A current event and topic-driven blog which takes a Catholic but unconventional look at the world
Saturday, June 1, 2013
The misleading rubric that will undermine freedom of speech
The First Amendment, which was once used to protect religious freedom, is now being used to undermine it by secularists and advocates for gay rights. A priest shared with me his concern that just a few years ago it was socially acceptable to question the legitimacy of same-sex marriage. However, he went on to say that to question or challenge the morality of same-sex marriage on Facebook or any other venue in the social media, one would run the risk of being called a bigot or lunatic.
As I told students in a morality class for adults just recently, as we advance the cause for the sanctity of marriage, we should expect to be accused of hate and bigotry. Nevertheless, we have to stand up and be counted as Christians; not only counted as Christians but followers of Christ who are proud of what he revealed about the God-given purpose of marriage and sexual intimacy.
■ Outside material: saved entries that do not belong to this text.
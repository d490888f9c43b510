use chrono::{DateTime, NaiveDate, NaiveDateTime, Utc};
use serde::{Deserialize, Serialize};
use serde_json::{Map, Value, json};

pub const ID_KEY: &str = "id";
pub const START_KEY: &str = "start";
pub const END_KEY: &str = "end";
pub const JOINED_KEY: &str = "joined";

/// Start or end of a calendar event. Timed events carry `dateTime`,
/// all-day events only `date`.
#[derive(Debug, Clone, Default, PartialEq, Serialize, Deserialize)]
#[serde(rename_all = "camelCase")]
pub struct EventTime {
    #[serde(default, skip_serializing_if = "Option::is_none")]
    pub date_time: Option<String>,
    #[serde(default, skip_serializing_if = "Option::is_none")]
    pub date: Option<String>,
    #[serde(default, skip_serializing_if = "Option::is_none")]
    pub time_zone: Option<String>,
}

impl EventTime {
    /// Reads a `start`/`end` object. Anything that is not one yields an error.
    pub fn from_value(value: &Value) -> Result<Self, serde_json::Error> {
        EventTime::deserialize(value)
    }

    /// The instant of a timed event; `None` for all-day or malformed values.
    pub fn instant(&self) -> Option<DateTime<Utc>> {
        self.date_time.as_deref().and_then(parse_instant)
    }

    /// Calendar day (UTC) of this time, from `date` or `dateTime`.
    pub fn day(&self) -> Option<NaiveDate> {
        if let Some(date) = self.date.as_deref() {
            return NaiveDate::parse_from_str(date, "%Y-%m-%d").ok();
        }
        self.instant().map(|i| i.date_naive())
    }

    pub fn is_set(&self) -> bool {
        self.date_time.is_some() || self.date.is_some()
    }
}

/// A calendar event exactly as the sync job stored it.
///
/// The record is kept as its JSON object. Only `joined` is ever written by
/// this crate, so saving a loaded list reproduces every other key untouched,
/// including absent ids and explicit nulls.
#[derive(Debug, Clone, Default, PartialEq, Serialize, Deserialize)]
#[serde(transparent)]
pub struct CalendarEvent {
    fields: Map<String, Value>,
}

impl CalendarEvent {
    pub fn new(id: &str, start: DateTime<Utc>, end: DateTime<Utc>) -> Self {
        let mut fields = Map::new();
        fields.insert(ID_KEY.to_string(), json!(id));
        fields.insert(START_KEY.to_string(), json!({ "dateTime": start.to_rfc3339() }));
        fields.insert(END_KEY.to_string(), json!({ "dateTime": end.to_rfc3339() }));
        CalendarEvent { fields }
    }

    pub fn with_meeting_id(mut self, meeting_id: &str) -> Self {
        self.fields.insert(
            "conferenceData".to_string(),
            json!({ "conferenceId": meeting_id }),
        );
        self
    }

    pub fn fields(&self) -> &Map<String, Value> {
        &self.fields
    }

    pub fn fields_mut(&mut self) -> &mut Map<String, Value> {
        &mut self.fields
    }

    pub fn id(&self) -> Option<&str> {
        self.fields.get(ID_KEY).and_then(Value::as_str)
    }

    pub fn summary(&self) -> Option<&str> {
        self.fields.get("summary").and_then(Value::as_str)
    }

    pub fn meeting_id(&self) -> Option<&str> {
        self.fields
            .get("conferenceData")
            .and_then(|c| c.get("conferenceId"))
            .and_then(Value::as_str)
    }

    pub fn is_joined(&self) -> bool {
        self.fields
            .get(JOINED_KEY)
            .and_then(Value::as_bool)
            .unwrap_or(false)
    }

    pub fn mark_joined(&mut self) {
        self.fields.insert(JOINED_KEY.to_string(), Value::Bool(true));
    }

    /// The `start` object, when present and readable.
    pub fn start(&self) -> Option<EventTime> {
        self.time(START_KEY)
    }

    pub fn end(&self) -> Option<EventTime> {
        self.time(END_KEY)
    }

    pub fn start_instant(&self) -> Option<DateTime<Utc>> {
        self.start().as_ref().and_then(EventTime::instant)
    }

    pub fn end_instant(&self) -> Option<DateTime<Utc>> {
        self.end().as_ref().and_then(EventTime::instant)
    }

    fn time(&self, key: &str) -> Option<EventTime> {
        self.fields
            .get(key)
            .and_then(|v| EventTime::from_value(v).ok())
    }
}

/// Parses an RFC 3339 timestamp. Values without an offset are taken as UTC.
pub fn parse_instant(value: &str) -> Option<DateTime<Utc>> {
    if let Ok(dt) = DateTime::parse_from_rfc3339(value) {
        return Some(dt.with_timezone(&Utc));
    }
    ["%Y-%m-%dT%H:%M:%S%.f", "%Y-%m-%dT%H:%M"]
        .iter()
        .find_map(|fmt| NaiveDateTime::parse_from_str(value, fmt).ok())
        .map(|naive| naive.and_utc())
}
//! Runtime counters shared by the web handlers and the poller.

use chrono::{DateTime, Utc};
use meeting_light_rs::{Actuation, ReconcileReport, StatusColor};
use parking_lot::RwLock;
use serde::Serialize;
use std::sync::Arc;
use std::time::{Duration, Instant};

#[derive(Debug, Default, Clone, Copy, PartialEq, Eq, Serialize)]
pub struct ActuationCounts {
    pub applied: u64,
    pub no_device: u64,
    pub failed: u64,
}

impl ActuationCounts {
    fn record(&mut self, actuation: &Actuation) {
        match actuation {
            Actuation::Applied { .. } => self.applied += 1,
            Actuation::NoDevice => self.no_device += 1,
            Actuation::Failed { .. } => self.failed += 1,
        }
    }
}

#[derive(Debug)]
struct ServiceStateInner {
    start_time: Instant,
    trigger_count: u64,
    last_trigger: Option<StatusColor>,
    actuations: ActuationCounts,
    reconciliation_count: u64,
    last_reconciliation: Option<DateTime<Utc>>,
    last_reconciled_at: Option<Instant>,
    last_decision: Option<&'static str>,
    last_observed_hue: Option<u16>,
}

#[derive(Debug, Clone)]
pub struct ServiceState {
    inner: Arc<RwLock<ServiceStateInner>>,
}

impl Default for ServiceState {
    fn default() -> Self {
        Self::new()
    }
}

impl ServiceState {
    pub fn new() -> Self {
        Self {
            inner: Arc::new(RwLock::new(ServiceStateInner {
                start_time: Instant::now(),
                trigger_count: 0,
                last_trigger: None,
                actuations: ActuationCounts::default(),
                reconciliation_count: 0,
                last_reconciliation: None,
                last_reconciled_at: None,
                last_decision: None,
                last_observed_hue: None,
            })),
        }
    }

    pub fn start_time(&self) -> Instant {
        self.inner.read().start_time
    }

    pub fn record_trigger(&self, color: StatusColor, actuation: &Actuation) {
        let mut inner = self.inner.write();
        inner.trigger_count += 1;
        inner.last_trigger = Some(color);
        inner.actuations.record(actuation);
    }

    pub fn record_reconciliation(&self, report: &ReconcileReport, at: DateTime<Utc>) {
        let mut inner = self.inner.write();
        inner.reconciliation_count += 1;
        inner.last_reconciliation = Some(at);
        inner.last_reconciled_at = Some(Instant::now());
        inner.last_decision = Some(report.decision.as_str());
        inner.last_observed_hue = report.observed_hue;
        if let Some(actuation) = &report.actuation {
            inner.actuations.record(actuation);
        }
    }

    /// Healthy while reconciliations keep coming within `max_age`; before
    /// the first one the service start counts. `None` means polling is off.
    pub fn is_healthy(&self, max_age: Option<Duration>) -> bool {
        let Some(max_age) = max_age else {
            return true;
        };
        let inner = self.inner.read();
        inner
            .last_reconciled_at
            .unwrap_or(inner.start_time)
            .elapsed()
            <= max_age
    }

    pub fn summary(&self) -> ServiceStateSummary {
        let inner = self.inner.read();
        ServiceStateSummary {
            uptime_seconds: inner.start_time.elapsed().as_secs(),
            trigger_count: inner.trigger_count,
            last_trigger: inner.last_trigger.map(|c| c.as_str()),
            actuations: inner.actuations,
            reconciliation_count: inner.reconciliation_count,
            last_reconciliation: inner.last_reconciliation,
            last_decision: inner.last_decision,
            last_observed_hue: inner.last_observed_hue,
        }
    }
}

#[derive(Debug, Clone, Serialize)]
pub struct ServiceStateSummary {
    pub uptime_seconds: u64,
    pub trigger_count: u64,
    pub last_trigger: Option<&'static str>,
    pub actuations: ActuationCounts,
    pub reconciliation_count: u64,
    pub last_reconciliation: Option<DateTime<Utc>>,
    pub last_decision: Option<&'static str>,
    pub last_observed_hue: Option<u16>,
}

impl ServiceStateSummary {
    pub fn uptime_display(&self) -> String {
        let secs = self.uptime_seconds;
        let days = secs / 86400;
        let hours = (secs % 86400) / 3600;
        let mins = (secs % 3600) / 60;
        let secs = secs % 60;

        if days > 0 {
            format!("{}d {}h {}m {}s", days, hours, mins, secs)
        } else if hours > 0 {
            format!("{}h {}m {}s", hours, mins, secs)
        } else if mins > 0 {
            format!("{}m {}s", mins, secs)
        } else {
            format!("{}s", secs)
        }
    }
}
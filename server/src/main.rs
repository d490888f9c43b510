mod logging;
mod poller;
mod settings;
#[cfg(test)]
mod test_helper;
mod web;

use std::sync::Arc;

use anyhow::Result;
use clap::Parser;
use logging::{LogConfig, RotationPeriod, setup_logging};
use settings::Settings;
use tracing::info;
use web::AppState;
use web::metrics::{Metrics, init_metrics};
use web::state::ServiceState;

#[derive(Parser, Debug)]
pub struct Params {
    /// Settings file path (if not set, default settings are used)
    #[clap(long)]
    settings: Option<String>,
    /// Port to listen on, overrides the settings file
    #[clap(long)]
    port: Option<u16>,
    /// Directory for rolling log files (if not set, logs to stdout only)
    #[clap(long)]
    log_dir: Option<String>,
    /// Prefix for log file names
    #[clap(long, default_value = "meeting-light")]
    log_prefix: String,
    /// Log rotation period: minutely, hourly, daily or never
    #[clap(long, default_value = "daily")]
    log_rotation: RotationPeriod,
    /// Number of rotated log files to keep (0 keeps all)
    #[clap(long, default_value = "7")]
    max_log_files: usize,
}

#[tokio::main]
async fn main() -> Result<()> {
    let params = Params::parse();

    let _log_guard = setup_logging(params.log_dir.as_ref().map(|dir| LogConfig {
        log_dir: dir.clone(),
        log_prefix: params.log_prefix.clone(),
        rotation: params.log_rotation,
        max_log_files: params.max_log_files,
    }))?;

    let settings = Settings::load(params.settings.as_deref());
    let port = params.port.unwrap_or(settings.port);
    let service = Arc::new(settings.build_service()?);
    let state = ServiceState::new();

    let metrics_handle = init_metrics()?;
    Metrics::set_info(env!("CARGO_PKG_VERSION"));

    let poll_interval = Some(settings.poll_interval()).filter(|i| !i.is_zero());
    web::start_web_server(
        port,
        AppState {
            service: service.clone(),
            state: state.clone(),
            metrics_handle,
            poll_interval,
        },
    )
    .await?;

    let poller = poller::spawn_poller(service, state, settings.poll_interval());

    tokio::signal::ctrl_c().await?;
    info!("Shutting down");
    if let Some(poller) = poller {
        poller.abort();
    }
    Ok(())
}
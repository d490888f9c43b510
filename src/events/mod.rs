mod event;
mod store;

pub use event::{CalendarEvent, EventTime, parse_instant};
pub use store::{EventStore, merge, retain_today};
With that said, it would do us well to be mindful that as intolerance to any opposition to homosexuality and same-sex marriage increases in the social order, that same intolerance (referred to as the “Dictatorship of Relativism” by Pope Benedict XVI) will certainly find expression in the political order. Indeed, the First Amendment will be used, as it has been used, to silence the Christian teachings on marriage with even greater frequency and forcefulness. Although this general societal shift in favor of same-sex marriage cannot be rolled back in the immediate future, Christians can chip away at the false premises on which it is advanced. One good place to start is to educate people on the historical meaning behind the First Amendment.
Incidentally, there is why Christians should dream big and envision America without a massive State-monopoly on our children’s education . Why? Because our younger generations- and soon-to-be political leaders -are not learning the truth of Christianity’s contribution to our country’s founding; nor do they know the Christian principles which underscore the U.S. Constitution. As a result, religious freedom will soon be unintelligible to a good number of young Americans.
The following passage is taken from the book, Faith and Order: The Reconciliation of Law and Religion by Harold J. Berman (p. 222-223). In the book he maintains that religion and law stand and fall together. What I take away from the book and the passage below is that in the absence of religious influence in the public square the law will be used against religion. Specifically, I refer to the right to teach the biblical view of marriage, not only in public, but within the enclosure of churches:
“Church and State’….is a profoundly misleading rubric. The title triply misleads. It suggests that there is a single church. But in America there are myriad ways in which religious belief is organized. It suggests that there is a single state. But in America there is the federal government, fifty state governments, myriad municipalities, and a division of power among executive, legislative, administrative, and judicial entities, each of whom embodies state power. Worst of all, ‘Church and State’ suggests that there are two distinct bodies set apart from each other in contrast if not in conflict. But everywhere neither churches nor states exist except as they are incorporated in actual individuals. These individuals are believers and unbelievers, citizens and officials. In one aspect of their activities, if they are religious, they usually form churches. In other aspect they form governments. Religious and governmental bodies not only coexist but overlap. The same persons, much of the time, are both believers and wielders of power.” (John T. Noonan, The Believer and the Powers That Are 1987)
Harold J. Berman elaborated on Noonan’s comment by saying the following: “The Framers of the American federal and state constitutions were keenly aware of the historical experience that is implicit in the phrase ‘church and state.’ They chose at the federal level, and eventually in all of the states as well, a new and different solution, namely, the right of all persons, both individually and in groups, to exercise their religion free of restraint by government, and also the duty of government to exercise its powers and functions without identification with religion. But the fact that religion and government were to be free of each other’s control was not understood to exclude their reciprocal influence on each other. Officeholders, as Noonan indicates, were not expected to shed their religious commitments as the door of the office…
Today religion is often defined solely in terms of personal faith and collective worship. Such a definition neglects the repercussions of such faith and worship in social life. In the Puritan theology that prevailed in America throughout the eighteenth, often in association with both Anglican and ‘free church’ traditions, religion was not only understood in terms of covenant of grace but also in terms of a covenant of works. A person’s relationship to God was understood to involve his active participation in the life of the community…
In seeking the meaning of the religion clauses of the First Amendment, I propose, therefore, in the first part of this essay, to focus attention on the role which religion played in the social life of America in the eighteenth and nineteenth centuries. To do so is to be faithful to Madison’s conception that religion comprises not only ‘the duty to which we owe to our Creator’ but also ‘the manner of discharging’ that duty. For Madison, as for Americans generally in the 1780’s and 1790’s, and indeed for generations thereafter, free exercise of religion included freedom of religious groups to take an active part in regulating family responsibilities, education, health care, poor relief, and various other aspects of social life which were considered to have a significant moral dimension.”